**Task prompt**
Go over the data and keep only the lines that include "StreamStates".

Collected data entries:
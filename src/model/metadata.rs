//! Pre-registered entity type metadata.
//!
//! Types are described once, when the model is built, and the tracker and the
//! request builder only ever consult this registry: property lists, keys and
//! navigation kinds never come from runtime inspection of entity values.

use serde::{Deserialize, Serialize};
use std::collections::HashMap;

use crate::error::{ClientError, Result};

#[derive(Debug, Clone, Copy, PartialEq, Eq, Serialize, Deserialize)]
#[serde(rename_all = "lowercase")]
pub enum NavigationKind {
    Reference,
    Collection,
}

#[derive(Debug, Clone, PartialEq, Serialize, Deserialize)]
pub struct NavigationProperty {
    pub name: String,
    pub target_type: String,
    pub kind: NavigationKind,
}

#[derive(Debug, Clone, PartialEq, Serialize, Deserialize)]
pub struct EntityTypeInfo {
    pub name: String,
    pub entity_set: Option<String>,
    pub key: Vec<String>,
    pub properties: Vec<String>,
    pub navigation: HashMap<String, NavigationProperty>,
    /// Media link entry: instances carry a default stream.
    #[serde(default)]
    pub has_stream: bool,
}

impl EntityTypeInfo {
    pub fn new(name: impl Into<String>) -> Self {
        Self {
            name: name.into(),
            entity_set: None,
            key: Vec::new(),
            properties: Vec::new(),
            navigation: HashMap::new(),
            has_stream: false,
        }
    }

    pub fn entity_set(mut self, set: impl Into<String>) -> Self {
        self.entity_set = Some(set.into());
        self
    }

    pub fn key(mut self, name: impl Into<String>) -> Self {
        let name = name.into();
        if !self.properties.contains(&name) {
            self.properties.push(name.clone());
        }
        self.key.push(name);
        self
    }

    pub fn property(mut self, name: impl Into<String>) -> Self {
        self.properties.push(name.into());
        self
    }

    pub fn reference(mut self, name: impl Into<String>, target_type: impl Into<String>) -> Self {
        let name = name.into();
        self.navigation.insert(
            name.clone(),
            NavigationProperty {
                name,
                target_type: target_type.into(),
                kind: NavigationKind::Reference,
            },
        );
        self
    }

    pub fn collection(mut self, name: impl Into<String>, target_type: impl Into<String>) -> Self {
        let name = name.into();
        self.navigation.insert(
            name.clone(),
            NavigationProperty {
                name,
                target_type: target_type.into(),
                kind: NavigationKind::Collection,
            },
        );
        self
    }

    pub fn media_entry(mut self) -> Self {
        self.has_stream = true;
        self
    }

    pub fn navigation_property(&self, name: &str) -> Result<&NavigationProperty> {
        self.navigation.get(name).ok_or_else(|| {
            ClientError::invalid_operation(format!(
                "the type '{}' has no navigation property '{}'",
                self.name, name
            ))
        })
    }
}

/// Registry of entity types known to a context.
#[derive(Debug, Clone, Default)]
pub struct ClientModel {
    types: HashMap<String, EntityTypeInfo>,
}

impl ClientModel {
    pub fn new() -> Self {
        Self::default()
    }

    pub fn with_type(mut self, info: EntityTypeInfo) -> Self {
        self.register(info);
        self
    }

    pub fn register(&mut self, info: EntityTypeInfo) {
        self.types.insert(info.name.clone(), info);
    }

    pub fn try_get(&self, type_name: &str) -> Option<&EntityTypeInfo> {
        self.types.get(type_name)
    }

    pub fn get(&self, type_name: &str) -> Result<&EntityTypeInfo> {
        self.try_get(type_name).ok_or_else(|| {
            ClientError::invalid_operation(format!("the type '{}' is not registered", type_name))
        })
    }

    pub fn is_collection(&self, type_name: &str, property: &str) -> Result<bool> {
        let info = self.get(type_name)?;
        Ok(info.navigation_property(property)?.kind == NavigationKind::Collection)
    }

    /// Resolve the registered type whose entity set matches `entity_set`.
    pub fn type_for_set(&self, entity_set: &str) -> Option<&EntityTypeInfo> {
        self.types
            .values()
            .find(|info| info.entity_set.as_deref() == Some(entity_set))
    }
}
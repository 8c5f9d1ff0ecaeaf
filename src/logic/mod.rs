pub mod batch_response;
pub mod batch_save;
pub mod buffer_pool;
pub mod pipeline;
pub mod query;
pub mod request_builder;
pub mod response_handler;
pub mod save;

pub use batch_response::{BatchResponseIter, BatchSource};
pub use batch_save::BatchSaveResult;
pub use buffer_pool::BufferPool;
pub use pipeline::{ContextSettings, OperationRequest, Pipeline, SaveProgress};
pub use save::SaveResult;
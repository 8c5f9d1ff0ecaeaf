use log::debug;
use std::time::Duration;

use crate::config::HttpConfig;
use crate::error::TransportError;
use crate::model::{HttpRequest, HttpResponse};
use crate::transport::traits::Transport;

/// `reqwest`-backed transport.
#[derive(Debug, Clone)]
pub struct HttpTransport {
    client: reqwest::Client,
}

impl HttpTransport {
    pub fn new(config: &HttpConfig) -> Result<Self, TransportError> {
        let client = reqwest::Client::builder()
            .timeout(Duration::from_secs(config.timeout_secs))
            .user_agent(config.user_agent.clone())
            .build()?;
        Ok(Self { client })
    }

    pub fn from_client(client: reqwest::Client) -> Self {
        Self { client }
    }
}

#[async_trait::async_trait]
impl Transport for HttpTransport {
    async fn send(&self, request: HttpRequest) -> Result<HttpResponse, TransportError> {
        debug!("{} {}", request.method, request.uri);
        let mut builder = self
            .client
            .request(request.method, request.uri)
            .headers(request.headers);
        if let Some(body) = request.body {
            builder = builder.body(body);
        }

        let response = builder.send().await?;
        let status_code = response.status();
        let headers = response.headers().clone();
        let body = response.bytes().await?;
        debug!("-> {} ({} bytes)", status_code, body.len());

        Ok(HttpResponse {
            status_code,
            headers,
            body,
        })
    }
}
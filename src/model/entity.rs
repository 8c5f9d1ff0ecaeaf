use serde::{Deserialize, Serialize};
use serde_json::{Map, Value};
use std::collections::{BTreeSet, HashMap};
use url::Url;

use crate::model::common::{EntityHandle, EntityStates, MergeOption, StreamStates};
use crate::model::descriptor::{DescriptorCore, HasCore, StreamRef};
use crate::model::link::LinkKey;
use crate::model::response::MaterializedEntry;
use crate::model::stream::{StreamDescriptor, TransientStreamInfo};

/// Client-side value of an entity: its type and a property bag.
#[derive(Debug, Clone, PartialEq, Serialize, Deserialize)]
pub struct ClientEntity {
    pub type_name: String,
    pub properties: Map<String, Value>,
}

impl ClientEntity {
    pub fn new(type_name: impl Into<String>) -> Self {
        Self {
            type_name: type_name.into(),
            properties: Map::new(),
        }
    }

    pub fn with(mut self, name: impl Into<String>, value: impl Into<Value>) -> Self {
        self.properties.insert(name.into(), value.into());
        self
    }

    pub fn get(&self, name: &str) -> Option<&Value> {
        self.properties.get(name)
    }
}

/// Response metadata staged for an entity until its response is fully applied.
#[derive(Debug, Clone, Default, PartialEq)]
pub struct TransientEntityDescriptor {
    pub etag: Option<String>,
    pub edit_link: Option<Url>,
    pub self_link: Option<Url>,
    pub server_type_name: Option<String>,
    pub stream: Option<TransientStreamInfo>,
}

/// Tracked state of one entity.
#[derive(Debug)]
pub struct EntityDescriptor {
    core: DescriptorCore,
    handle: EntityHandle,
    entity: ClientEntity,
    entity_set: Option<String>,
    identity: Option<Url>,
    pub edit_link: Option<Url>,
    pub self_link: Option<Url>,
    pub etag: Option<String>,
    pub server_type_name: Option<String>,
    parent_for_insert: Option<(EntityHandle, String)>,
    parent_for_update: Option<(EntityHandle, String)>,
    default_stream: Option<StreamDescriptor>,
    pub stream_state: StreamStates,
    pub(crate) named_streams: HashMap<String, StreamRef>,
    transient: Option<TransientEntityDescriptor>,
    pub properties_to_serialize: BTreeSet<String>,
}

impl EntityDescriptor {
    pub fn new(
        handle: EntityHandle,
        entity: ClientEntity,
        entity_set: Option<String>,
        state: EntityStates,
    ) -> Self {
        Self {
            core: DescriptorCore::new(state),
            handle,
            entity,
            entity_set,
            identity: None,
            edit_link: None,
            self_link: None,
            etag: None,
            server_type_name: None,
            parent_for_insert: None,
            parent_for_update: None,
            default_stream: None,
            stream_state: StreamStates::NoStream,
            named_streams: HashMap::new(),
            transient: None,
            properties_to_serialize: BTreeSet::new(),
        }
    }

    /// Build the descriptor a response or query payload describes. The
    /// server's type name is kept in `server_type_name`.
    pub fn from_entry(handle: EntityHandle, type_name: &str, entry: &MaterializedEntry) -> Self {
        let entity = ClientEntity {
            type_name: type_name.to_string(),
            properties: entry.properties.clone(),
        };
        let mut descriptor = Self::new(handle, entity, None, EntityStates::Unchanged);
        descriptor.identity = entry.identity.clone().or_else(|| entry.edit_link.clone());
        descriptor.edit_link = entry.edit_link.clone();
        descriptor.self_link = entry.read_link.clone();
        descriptor.etag = entry.etag.clone();
        descriptor.server_type_name = entry.type_name.clone();
        if entry.media_read_link.is_some() || entry.media_edit_link.is_some() {
            let stream = descriptor.default_stream_mut();
            stream.self_link = entry.media_read_link.clone();
            stream.edit_link = entry.media_edit_link.clone();
            stream.etag = entry.media_etag.clone();
            stream.content_type = entry.media_content_type.clone();
        }
        descriptor
    }

    pub fn handle(&self) -> EntityHandle {
        self.handle
    }

    pub fn entity(&self) -> &ClientEntity {
        &self.entity
    }

    pub fn entity_set(&self) -> Option<&str> {
        self.entity_set.as_deref()
    }

    pub fn set_entity_set(&mut self, entity_set: Option<String>) {
        self.entity_set = entity_set;
    }

    /// Change one property and remember it for a partial update.
    pub fn set_property(&mut self, name: impl Into<String>, value: Value) {
        let name = name.into();
        self.entity.properties.insert(name.clone(), value);
        self.properties_to_serialize.insert(name);
    }

    /// Merge property values read from the service. Without `overwrite`
    /// only properties the client does not know yet are taken.
    pub fn merge_properties(&mut self, properties: &Map<String, Value>, overwrite: bool) {
        for (name, value) in properties {
            if overwrite || !self.entity.properties.contains_key(name) {
                self.entity.properties.insert(name.clone(), value.clone());
            }
        }
    }

    pub fn identity(&self) -> Option<&Url> {
        self.identity.as_ref()
    }

    /// Setting the identity ends the insert-time parent linkage.
    pub fn set_identity(&mut self, identity: Option<Url>) {
        self.identity = identity;
        self.parent_for_insert = None;
    }

    pub fn parent_for_insert(&self) -> Option<(EntityHandle, &str)> {
        self.parent_for_insert
            .as_ref()
            .map(|(handle, property)| (*handle, property.as_str()))
    }

    pub fn set_parent_for_insert(&mut self, parent: EntityHandle, property: impl Into<String>) {
        self.parent_for_insert = Some((parent, property.into()));
        self.parent_for_update = None;
    }

    pub fn parent_for_update(&self) -> Option<(EntityHandle, &str)> {
        self.parent_for_update
            .as_ref()
            .map(|(handle, property)| (*handle, property.as_str()))
    }

    pub fn set_parent_for_update(&mut self, parent: EntityHandle, property: impl Into<String>) {
        self.parent_for_update = Some((parent, property.into()));
        self.parent_for_insert = None;
    }

    pub fn is_deep_insert(&self) -> bool {
        self.parent_for_insert.is_some()
    }

    /// The link created when this entity was added through its parent.
    pub fn related_end(&self) -> Option<LinkKey> {
        self.parent_for_insert
            .as_ref()
            .map(|(parent, property)| LinkKey::new(*parent, property.clone(), Some(self.handle)))
    }

    /// URI addressing this entity on the service, if it was saved.
    pub fn resource_uri(&self) -> Option<&Url> {
        self.edit_link.as_ref().or(self.identity.as_ref())
    }

    pub fn default_stream(&self) -> Option<&StreamDescriptor> {
        self.default_stream.as_ref()
    }

    pub fn default_stream_mut(&mut self) -> &mut StreamDescriptor {
        let handle = self.handle;
        self.default_stream
            .get_or_insert_with(|| StreamDescriptor::new_default(handle))
    }

    pub fn read_stream_uri(&self) -> Option<&Url> {
        self.default_stream.as_ref().and_then(|s| s.self_link.as_ref())
    }

    pub fn set_read_stream_uri(&mut self, uri: Url) {
        self.default_stream_mut().self_link = Some(uri);
    }

    pub fn edit_stream_uri(&self) -> Option<&Url> {
        self.default_stream.as_ref().and_then(|s| s.edit_link.as_ref())
    }

    /// Entities with a default stream are media link entries.
    pub fn is_media_link_entry(&self) -> bool {
        self.default_stream.is_some()
    }

    pub fn has_pending_save_stream(&self) -> bool {
        self.default_stream
            .as_ref()
            .map(|s| s.save_stream.is_some())
            .unwrap_or(false)
    }

    pub fn named_stream(&self, name: &str) -> Option<StreamRef> {
        self.named_streams.get(name).cloned()
    }

    pub fn named_streams(&self) -> impl Iterator<Item = &StreamRef> {
        self.named_streams.values()
    }

    pub fn transient(&self) -> Option<&TransientEntityDescriptor> {
        self.transient.as_ref()
    }

    pub fn stage_transient(&mut self, staged: TransientEntityDescriptor) {
        let current = self
            .transient
            .get_or_insert_with(TransientEntityDescriptor::default);
        if staged.etag.is_some() {
            current.etag = staged.etag;
        }
        if staged.edit_link.is_some() {
            current.edit_link = staged.edit_link;
        }
        if staged.self_link.is_some() {
            current.self_link = staged.self_link;
        }
        if staged.server_type_name.is_some() {
            current.server_type_name = staged.server_type_name;
        }
        if staged.stream.is_some() {
            current.stream = staged.stream;
        }
    }

    /// Fold staged response metadata into the descriptor and clear it.
    pub fn merge_transient(&mut self, merge_option: MergeOption) {
        let Some(staged) = self.transient.take() else {
            return;
        };
        if staged.etag.is_some() && (merge_option != MergeOption::AppendOnly || self.etag.is_none()) {
            self.etag = staged.etag;
        }
        if staged.edit_link.is_some() {
            self.edit_link = staged.edit_link;
        }
        if staged.self_link.is_some() {
            self.self_link = staged.self_link;
        }
        if staged.server_type_name.is_some() {
            self.server_type_name = staged.server_type_name;
        }
        if let Some(stream) = staged.stream {
            self.default_stream_mut().merge_info(stream, merge_option);
        }
    }

    /// Merge metadata of a descriptor built from a response payload.
    pub fn merge_info(&mut self, from: &EntityDescriptor, merge_option: MergeOption) {
        if from.etag.is_some() && merge_option != MergeOption::AppendOnly {
            self.etag = from.etag.clone();
        }
        if from.edit_link.is_some() {
            self.edit_link = from.edit_link.clone();
        }
        if from.self_link.is_some() {
            self.self_link = from.self_link.clone();
        }
        if from.server_type_name.is_some() {
            self.server_type_name = from.server_type_name.clone();
        }
        if let Some(stream) = from.default_stream.as_ref() {
            let info = TransientStreamInfo {
                edit_link: stream.edit_link.clone(),
                self_link: stream.self_link.clone(),
                content_type: stream.content_type.clone(),
                etag: stream.etag.clone(),
            };
            self.default_stream_mut().merge_info(info, merge_option);
        }
    }
}

impl HasCore for EntityDescriptor {
    fn core(&self) -> &DescriptorCore {
        &self.core
    }

    fn core_mut(&mut self) -> &mut DescriptorCore {
        &mut self.core
    }
}
#![allow(dead_code)]

use bytes::Bytes;
use odata_client::wire::BatchWriter;
use odata_client::{
    ClientEntity, ClientModel, DataServiceContext, EntityTypeInfo, HeaderMap, HeaderName,
    HeaderValue, HttpRequest, HttpResponse, StatusCode, Transport, TransportError,
};
use parking_lot::Mutex;
use std::collections::VecDeque;
use std::sync::Arc;
use url::Url;

pub const ROOT: &str = "http://svc/odata/";

pub fn url(s: &str) -> Url {
    Url::parse(s).unwrap()
}

pub fn model() -> ClientModel {
    ClientModel::new()
        .with_type(
            EntityTypeInfo::new("Customer")
                .entity_set("Customers")
                .key("Id")
                .property("Name")
                .collection("Orders", "Order")
                .reference("BestFriend", "Customer"),
        )
        .with_type(EntityTypeInfo::new("Order").entity_set("Orders").key("Id"))
        .with_type(
            EntityTypeInfo::new("Photo")
                .entity_set("Photos")
                .key("Id")
                .media_entry(),
        )
}

pub fn customer(id: i64) -> ClientEntity {
    ClientEntity::new("Customer")
        .with("Id", id)
        .with("Name", format!("customer {}", id))
}

/// Transport answering from a queue of canned responses and recording every
/// request it was given.
#[derive(Default)]
pub struct ScriptedTransport {
    responses: Mutex<VecDeque<HttpResponse>>,
    requests: Mutex<Vec<HttpRequest>>,
}

impl ScriptedTransport {
    pub fn new() -> Arc<Self> {
        Arc::new(Self::default())
    }

    pub fn push(&self, response: HttpResponse) {
        self.responses.lock().push_back(response);
    }

    pub fn requests(&self) -> Vec<HttpRequest> {
        self.requests.lock().clone()
    }

    pub fn request_body(&self, index: usize) -> String {
        let requests = self.requests.lock();
        let body = requests[index].body.clone().unwrap_or_default();
        String::from_utf8(body.to_vec()).unwrap()
    }
}

#[async_trait::async_trait]
impl Transport for ScriptedTransport {
    async fn send(&self, request: HttpRequest) -> Result<HttpResponse, TransportError> {
        self.requests.lock().push(request);
        self.responses
            .lock()
            .pop_front()
            .ok_or_else(|| TransportError::Other("no scripted response left".to_string()))
    }
}

/// Transport whose exchanges never complete.
pub struct HangingTransport;

#[async_trait::async_trait]
impl Transport for HangingTransport {
    async fn send(&self, _request: HttpRequest) -> Result<HttpResponse, TransportError> {
        std::future::pending().await
    }
}

pub fn context(transport: Arc<dyn Transport>) -> DataServiceContext {
    DataServiceContext::new(url(ROOT), model(), transport)
}

pub fn status(code: u16) -> StatusCode {
    StatusCode::from_u16(code).unwrap()
}

pub fn headers(pairs: &[(&str, &str)]) -> HeaderMap {
    let mut map = HeaderMap::new();
    for (name, value) in pairs {
        map.append(
            HeaderName::from_bytes(name.as_bytes()).unwrap(),
            HeaderValue::from_str(value).unwrap(),
        );
    }
    map
}

pub fn response(status_code: u16, pairs: &[(&str, &str)], body: &str) -> HttpResponse {
    HttpResponse {
        status_code: status(status_code),
        headers: headers(pairs),
        body: Bytes::from(body.to_string()),
    }
}

/// One operation of a scripted batch response.
pub struct Part {
    pub status_code: u16,
    pub headers: HeaderMap,
    pub content_id: Option<String>,
    pub body: Option<Bytes>,
}

impl Part {
    pub fn new(status_code: u16) -> Self {
        Self {
            status_code,
            headers: HeaderMap::new(),
            content_id: None,
            body: None,
        }
    }

    pub fn id(mut self, content_id: u32) -> Self {
        self.content_id = Some(content_id.to_string());
        self
    }

    /// Content-ID taken verbatim, for ids no request was written with.
    pub fn raw_id(mut self, content_id: &str) -> Self {
        self.content_id = Some(content_id.to_string());
        self
    }

    pub fn header(mut self, name: &str, value: &str) -> Self {
        self.headers.insert(
            HeaderName::from_bytes(name.as_bytes()).unwrap(),
            HeaderValue::from_str(value).unwrap(),
        );
        self
    }

    pub fn created(content_id: u32, location: &str) -> Self {
        Self::new(201)
            .id(content_id)
            .header("Location", location)
            .header("OData-EntityId", location)
    }

    pub fn json(mut self, body: &str) -> Self {
        self = self.header("Content-Type", "application/json");
        self.body = Some(Bytes::from(body.to_string()));
        self
    }

    pub fn error(status_code: u16, message: &str) -> Self {
        Self::new(status_code).json(&format!(
            r#"{{"error":{{"code":"E{}","message":"{}"}}}}"#,
            status_code, message
        ))
    }
}

/// Builds a multipart batch response body.
pub struct BatchResponse {
    writer: BatchWriter,
}

impl BatchResponse {
    pub fn new() -> Self {
        Self {
            writer: BatchWriter::with_boundary("batchresponse_test"),
        }
    }

    pub fn part(mut self, part: Part) -> Self {
        self.writer
            .write_response(
                status(part.status_code),
                &part.headers,
                part.content_id.as_deref(),
                part.body.as_ref(),
            )
            .unwrap();
        self
    }

    pub fn changeset(mut self, parts: Vec<Part>) -> Self {
        self.writer.start_changeset().unwrap();
        for part in parts {
            self = self.part(part);
        }
        self.writer.end_changeset().unwrap();
        self
    }

    pub fn build(self) -> HttpResponse {
        let content_type = self.writer.content_type();
        let body = self.writer.finish().unwrap();
        HttpResponse {
            status_code: StatusCode::OK,
            headers: headers(&[("Content-Type", content_type.as_str())]),
            body,
        }
    }
}

/// Content-IDs of a batch request body, in write order.
pub fn content_ids(body: &str) -> Vec<u32> {
    body.lines()
        .filter_map(|line| line.strip_prefix("Content-ID: "))
        .map(|id| id.trim().parse().unwrap())
        .collect()
}

/// Request lines (`METHOD uri`) of a batch request body, in write order.
pub fn request_lines(body: &str) -> Vec<String> {
    body.lines()
        .map(str::trim_end)
        .filter(|line| line.ends_with(" HTTP/1.1"))
        .map(|line| line.trim_end_matches(" HTTP/1.1").to_string())
        .collect()
}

**Result below**
use crate::model::common::{EntityHandle, EntityStates, MergeOption, StreamStates};
    pub stream_state: StreamStates,
            stream_state: StreamStates::NoStream,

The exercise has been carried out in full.